Liz Smith On Gossip Blogs: "They Are Very Clever... But I Don't Believe A Word Any Of Them Write" (VIDEO)

Liz Smith, the legendary gossip columnist who was recently fired from the New York Post, appeared on CNN's Reliable Sources with Howard Kurtz to reflect on losing her "tabloid home" in New York and the state of the gossip industry.

Smith says it is "exhilarating to be fired at age 86," and that even though her column is moving to her website, she would like to find a print medium because of her love of newspapers.

Smith later turned her sharp tongue towards gossip on the internet, a "wild" medium which she fears cannot be trusted because there is no way to control how blogs gossip.

I think the real problem is that there is no control on the way people gossip now. There are no editors, publishers, lawyers aren't -- the Internet is just wild. So these kids who are running or Perez Hilton, they are very clever and they deserve a lot of credit for making fabulous careers for themselves.

But I don't believe a word any of them write.

Watch a clip of Smith below.


Full transcript below.

HOWARD KURTZ, HOST: Liz Smith, welcome.


KURTZ: Doing very well. I'd call you an institution, but I don't want to make you feel old. Are you feeling a little bruised at losing your tabloid home in New York?

SMITH: Actually, it has been very exhilarating being fired at age 86, because, you know, everybody already thought you were all washed up.


KURTZ: You're getting all of this attention. You're kind of reveling in it?

SMITH: I am. I was sorry to -- nobody wants to lose the power and the fun of a daily column. But it has all worked out pretty good for me.

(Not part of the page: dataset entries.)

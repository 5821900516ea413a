//! ECS systems and observers driving the autoscaler.
//!
//! - `autoscale` – target size computation and the resize observer
//! - `hostevents` – drains host notifications into window events
//! - `resizedebounce` – fires the debounce timer
//! - `time` – advances the world clock
pub mod autoscale;
pub mod hostevents;
pub mod resizedebounce;
pub mod time;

And I'm going to move to on to the Internet, to my site.

And I'm going to hope to get another print medium because I love newspapers.

KURTZ: That makes two of us. Let's stick with The Post for a minute, the paper was paying you $125,000 a year. Rupert Murdoch apparently signed off on this, it wasn't his idea. Does this mean you were no longer in the in-crowd as far as The New York Post was concerned?

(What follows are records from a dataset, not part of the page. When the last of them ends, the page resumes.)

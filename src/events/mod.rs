//! Event types and observers used by the autoscaler.
//!
//! Submodules:
//! - [`window`] – host notifications, window events and their observers
pub mod window;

SMITH: I don't think I was ever in the in-crowd as far as their editor was concerned. I really wasn't his cup of tea, Howard. I was too, you know, maybe laid-back. He thought I was too friendly with my sources.

And I just wasn't -- you know, I didn't have that killer instinct that they love on The New York Post. Also, I love New York. And I care about New York. And I don't think these Australians understand or love New York.

KURTZ: Now I've heard that before about you, about, oh, Liz Smith, she's just too nice to the people she writes about. Has gossip become meaner these days and maybe you're a little out-of-step with the new culture?

SMITH: It has become more obvious. I mean, more vulgar, you can say more things, you can -- you know, you can say things you weren't able to say. I remember back when "The Best Little Whorehouse in Texas" was a big hit. I wasn't allowed to say that on the air.

I couldn't -- I had to "Whohouse," and that was only about 10 years ago or...


KURTZ: I don't think we'll bleep that. Now I remember living in New York in the late '80s when you were working at The Daily News and you broke the story that Donald Trump was getting divorced from his then-wife Ivana, and you were sort of Ivana's side and Cindy Adams with The New York Post was with "The Donald" side.

And was that a weird situation to be in, taking one side sort of in a divorce?

SMITH: He wouldn't talk to me, so I had to take the side I could get. And that went on for about three months and it made me very famous and it made a lot of money for The Daily News and for WNBC.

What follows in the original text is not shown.